Les panneaux de gypse sont présents en grande quantité dans la majorité des bâtiments en Amérique du Nord. Ce type de cloison sèche est apprécié notamment en raison de son faible coût, sa facilité d’installation, sa capacité d’insonorisation et sa bonne résistance au feu.

Les panneaux de gypse possèdent toutefois une faible résistance à l’arrachement des vis et sont sensibles à l’humidité. De plus, d’un point de vue environnemental, l’usage de ces panneaux génère une quantité considérable de déchets de construction, puisque plusieurs facteurs limitent encore le recyclage du gypse au Québec [1].

Dans le but de réduire l’empreinte environnementale du secteur de la construction, pourrait-on imaginer un matériau de revêtement mural alternatif, qui respecte ou surpasse les propriétés du gypse, tout en permettant de réduire l’empreinte carbone des bâtiments? C’est ce que Viet Anh Vu a cherché à accomplir pendant son projet de doctorat réalisé sous la supervision d’Alain Cloutier et Benoit Bissonnette, au sein de la Chaire industrielle de recherche sur la construction écoresponsable en bois (CIRCERB), de l’Université Laval.

Ce projet a porté sur le développement d’un revêtement mural à forte inertie thermique, et à teneur réduite en ciment, en remplacement des panneaux traditionnels en gypse. Les panneaux composites à base de bois et de ciment ont été au centre des travaux. Différents constituants ont été testés pour optimiser les performances techniques et environnementales de ces panneaux. Les formulations développées et les essais réalisés ont permis de retenir deux combinaisons de composantes, soit les particules de bois-ciment-cendre de bois (première phase) et les particules de bois-ciment-pierre de stéatite (deuxième phase). En dernière phase du projet, les panneaux bois-ciment-stéatite développés ont été mis à l’essai dans des maisonnettes expérimentales afin de mesurer leur impact sur le confort thermique et l’efficacité énergétique des bâtiments.

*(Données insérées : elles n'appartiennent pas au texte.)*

use std::collections::{BTreeMap, BTreeSet};
use std::sync::Arc;

use parking_lot::RwLock;

use crate::error::RingError;
use crate::hash::{key_hash, replica_position};

/// A ring member identifier, typically `host:port`.
pub type NodeId = Arc<str>;

/// The replica count used by the sample dispatch ring.
pub const DEFAULT_DISPATCH_REPLICAS: usize = 500;
/// The replica count used by every other ring, e.g. rule assignment.
pub const DEFAULT_REPLICAS: usize = 20;

#[derive(Debug, Clone)]
/// Configuration for a hash ring.
pub struct RingConfig {
    /// The number of virtual positions each member occupies.
    pub replicas: usize,
}

impl Default for RingConfig {
    fn default() -> Self {
        Self {
            replicas: DEFAULT_REPLICAS,
        }
    }
}

impl RingConfig {
    /// The configuration used for sharding samples onto judges.
    pub fn for_dispatch() -> Self {
        Self {
            replicas: DEFAULT_DISPATCH_REPLICAS,
        }
    }

    /// Set the number of replicas per node.
    pub fn with_replicas(mut self, replicas: usize) -> Self {
        self.replicas = replicas;
        self
    }
}

#[derive(Debug, Clone, Default)]
/// An immutable view of the ring at one point in time.
///
/// Each member owns `replicas` positions. When two members claim the same
/// position the byte-wise greater id owns it and the other claim is kept
/// aside so it can take over again if the owner leaves. This makes the state
/// a pure function of the member set, regardless of the order members were
/// added or removed in.
pub struct RingState {
    circle: BTreeMap<u32, NodeId>,
    displaced: BTreeMap<u32, BTreeSet<NodeId>>,
    members: BTreeSet<NodeId>,
}

impl RingState {
    /// Builds a fresh ring state from a set of members.
    pub fn build<I, S>(replicas: usize, members: I) -> Self
    where
        I: IntoIterator<Item = S>,
        S: AsRef<str>,
    {
        let mut state = Self::default();
        for member in members {
            state.add(replicas, member.as_ref());
        }
        state
    }

    #[inline]
    /// The number of members in the ring.
    pub fn len(&self) -> usize {
        self.members.len()
    }

    #[inline]
    /// Returns if the ring has no members.
    pub fn is_empty(&self) -> bool {
        self.members.is_empty()
    }

    #[inline]
    /// Returns if the given node is a member of the ring.
    pub fn contains(&self, node: &str) -> bool {
        self.members.contains(node)
    }

    #[inline]
    /// The number of occupied positions on the ring.
    pub fn num_positions(&self) -> usize {
        self.circle.len()
    }

    /// The current members in id order.
    pub fn members(&self) -> Vec<NodeId> {
        self.members.iter().cloned().collect()
    }

    /// The node owning the position at `position`, if any.
    pub fn owner_of(&self, position: u32) -> Option<&NodeId> {
        self.circle.get(&position)
    }

    /// Locates the owner of the given key.
    ///
    /// This is the node at the first position greater than or equal to the
    /// key's hash, wrapping around to the lowest position.
    pub fn get(&self, key: impl AsRef<[u8]>) -> Result<NodeId, RingError> {
        self.walk(key_hash(key.as_ref()))
            .next()
            .cloned()
            .ok_or(RingError::EmptyRing)
    }

    /// Locates the owner of the key and the next distinct node after it.
    ///
    /// The second node is `None` when the ring only has one member.
    pub fn get_two(
        &self,
        key: impl AsRef<[u8]>,
    ) -> Result<(NodeId, Option<NodeId>), RingError> {
        let mut walk = self.walk(key_hash(key.as_ref()));
        let first = walk.next().cloned().ok_or(RingError::EmptyRing)?;
        let second = walk.find(|node| **node != first).cloned();
        Ok((first, second))
    }

    /// Collects the first `n` distinct nodes walking forward from the key.
    ///
    /// At most `len()` nodes are returned.
    pub fn get_n(
        &self,
        key: impl AsRef<[u8]>,
        n: usize,
    ) -> Result<Vec<NodeId>, RingError> {
        if self.is_empty() {
            return Err(RingError::EmptyRing);
        }

        let limit = n.min(self.members.len());
        let mut nodes: Vec<NodeId> = Vec::with_capacity(limit);
        for node in self.walk(key_hash(key.as_ref())) {
            if nodes.len() >= limit {
                break;
            }

            if !nodes.contains(node) {
                nodes.push(node.clone());
            }
        }

        Ok(nodes)
    }

    fn walk(&self, hash: u32) -> impl Iterator<Item = &NodeId> {
        self.circle
            .range(hash..)
            .chain(self.circle.range(..hash))
            .map(|(_, node)| node)
    }

    pub(crate) fn add(&mut self, replicas: usize, node: &str) {
        if self.members.contains(node) {
            return;
        }

        let id: NodeId = Arc::from(node);
        for index in 0..replicas {
            self.claim(replica_position(node, index), &id);
        }
        self.members.insert(id);
    }

    pub(crate) fn remove(&mut self, replicas: usize, node: &str) {
        if !self.members.remove(node) {
            return;
        }

        for index in 0..replicas {
            self.release(replica_position(node, index), node);
        }
    }

    fn claim(&mut self, position: u32, id: &NodeId) {
        let current = match self.circle.get(&position) {
            None => {
                self.circle.insert(position, id.clone());
                return;
            },
            Some(current) if current == id => return,
            Some(current) => current.clone(),
        };

        let loser = if *id > current {
            self.circle.insert(position, id.clone());
            current
        } else {
            id.clone()
        };
        self.displaced.entry(position).or_default().insert(loser);
    }

    fn release(&mut self, position: u32, node: &str) {
        let is_owner = self
            .circle
            .get(&position)
            .map(|owner| &**owner == node)
            .unwrap_or(false);

        if is_owner {
            match self.take_displaced(position, |claims| claims.pop_last()) {
                Some(next) => {
                    self.circle.insert(position, next);
                },
                None => {
                    self.circle.remove(&position);
                },
            }
        } else {
            self.take_displaced(position, |claims| {
                claims.remove(node);
                None
            });
        }
    }

    fn take_displaced(
        &mut self,
        position: u32,
        op: impl FnOnce(&mut BTreeSet<NodeId>) -> Option<NodeId>,
    ) -> Option<NodeId> {
        let claims = self.displaced.get_mut(&position)?;
        let taken = op(claims);
        if claims.is_empty() {
            self.displaced.remove(&position);
        }
        taken
    }
}

/// A thread-safe consistent hash ring.
///
/// Readers take a shared lock just long enough to look up a key (or clone the
/// current [RingState]), writers take the exclusive lock. Writes are
/// copy-on-write, so a [RingState] obtained through [HashRing::snapshot] never
/// changes underneath its holder.
pub struct HashRing {
    replicas: usize,
    state: RwLock<Arc<RingState>>,
}

impl HashRing {
    /// Creates a new, empty ring.
    pub fn new(config: RingConfig) -> Self {
        Self {
            replicas: config.replicas,
            state: RwLock::new(Arc::new(RingState::default())),
        }
    }

    /// Creates a new ring populated with the given members.
    pub fn with_members<I, S>(config: RingConfig, members: I) -> Self
    where
        I: IntoIterator<Item = S>,
        S: AsRef<str>,
    {
        let state = RingState::build(config.replicas, members);
        Self {
            replicas: config.replicas,
            state: RwLock::new(Arc::new(state)),
        }
    }

    #[inline]
    /// The number of replicas each member occupies.
    pub fn replicas(&self) -> usize {
        self.replicas
    }

    #[inline]
    /// Get the current state of the ring.
    ///
    /// Lookups against a snapshot are consistent with each other even if the
    /// ring is rebuilt in the meantime.
    pub fn snapshot(&self) -> Arc<RingState> {
        self.state.read().clone()
    }

    /// Registers a node with the ring.
    ///
    /// This is a no-op if the node is already a member. When a replica lands
    /// on a position another member already holds, the position goes to the
    /// byte-wise greater node id rather than to the node added last, so the
    /// ring only depends on the member set and not on the order of adds. The
    /// losing claim comes back if the winner is removed.
    pub fn add(&self, node: &str) {
        let mut guard = self.state.write();
        if guard.contains(node) {
            return;
        }
        Arc::make_mut(&mut *guard).add(self.replicas, node);
    }

    /// Removes a node from the ring.
    ///
    /// This is a no-op if the node is not a member.
    pub fn remove(&self, node: &str) {
        let mut guard = self.state.write();
        if !guard.contains(node) {
            return;
        }
        Arc::make_mut(&mut *guard).remove(self.replicas, node);
    }

    /// Replaces the membership with exactly the given nodes.
    ///
    /// Departed nodes are removed first, then new nodes are added, all under a
    /// single write lock. Unchanged nodes keep their positions.
    pub fn set<I, S>(&self, nodes: I)
    where
        I: IntoIterator<Item = S>,
        S: AsRef<str>,
    {
        let wanted = nodes
            .into_iter()
            .map(|node| node.as_ref().to_string())
            .collect::<BTreeSet<_>>();

        let mut guard = self.state.write();
        let state = Arc::make_mut(&mut *guard);

        let departed = state
            .members
            .iter()
            .filter(|node| !wanted.contains::<str>(node))
            .cloned()
            .collect::<Vec<_>>();
        for node in departed {
            state.remove(self.replicas, &node);
        }

        for node in wanted.iter() {
            state.add(self.replicas, node);
        }
    }

    /// Builds a fresh ring state for the given nodes and swaps it in.
    ///
    /// The build happens outside of the lock, only the swap is exclusive.
    pub fn rebuild<I, S>(&self, nodes: I)
    where
        I: IntoIterator<Item = S>,
        S: AsRef<str>,
    {
        let fresh = Arc::new(RingState::build(self.replicas, nodes));
        *self.state.write() = fresh;
    }

    /// Locates the owner of the given key.
    pub fn get(&self, key: impl AsRef<[u8]>) -> Result<NodeId, RingError> {
        self.state.read().get(key)
    }

    /// Locates the owner of the key and the next distinct node after it.
    pub fn get_two(
        &self,
        key: impl AsRef<[u8]>,
    ) -> Result<(NodeId, Option<NodeId>), RingError> {
        self.state.read().get_two(key)
    }

    /// Collects the first `n` distinct nodes walking forward from the key.
    pub fn get_n(
        &self,
        key: impl AsRef<[u8]>,
        n: usize,
    ) -> Result<Vec<NodeId>, RingError> {
        self.state.read().get_n(key, n)
    }

    /// A snapshot of the current members.
    pub fn members(&self) -> Vec<NodeId> {
        self.state.read().members()
    }

    #[inline]
    /// The number of current members.
    pub fn len(&self) -> usize {
        self.state.read().len()
    }

    #[inline]
    /// Returns if the ring has no members.
    pub fn is_empty(&self) -> bool {
        self.state.read().is_empty()
    }

    #[inline]
    /// Returns if the node is a current member.
    pub fn contains(&self, node: &str) -> bool {
        self.state.read().contains(node)
    }
}

impl Default for HashRing {
    fn default() -> Self {
        Self::new(RingConfig::default())
    }
}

Impact d’un ajout de cendre de bois dans les panneaux de particules bois-ciment

En première partie de projet, l’étudiant a cherché à évaluer l’effet d’ajouter de la cendre de bois, issue de la biomasse, en remplacement partiel du ciment, dans la fabrication des panneaux de particules bois-ciment. L’impact du remplacement du ciment à 10 %, 20 %, 30 %, 40 % et 50 % par de la cendre de bois a été estimé à la suite d’une évaluation des performances mécaniques et thermiques des panneaux particules de bois-ciment-cendre obtenues.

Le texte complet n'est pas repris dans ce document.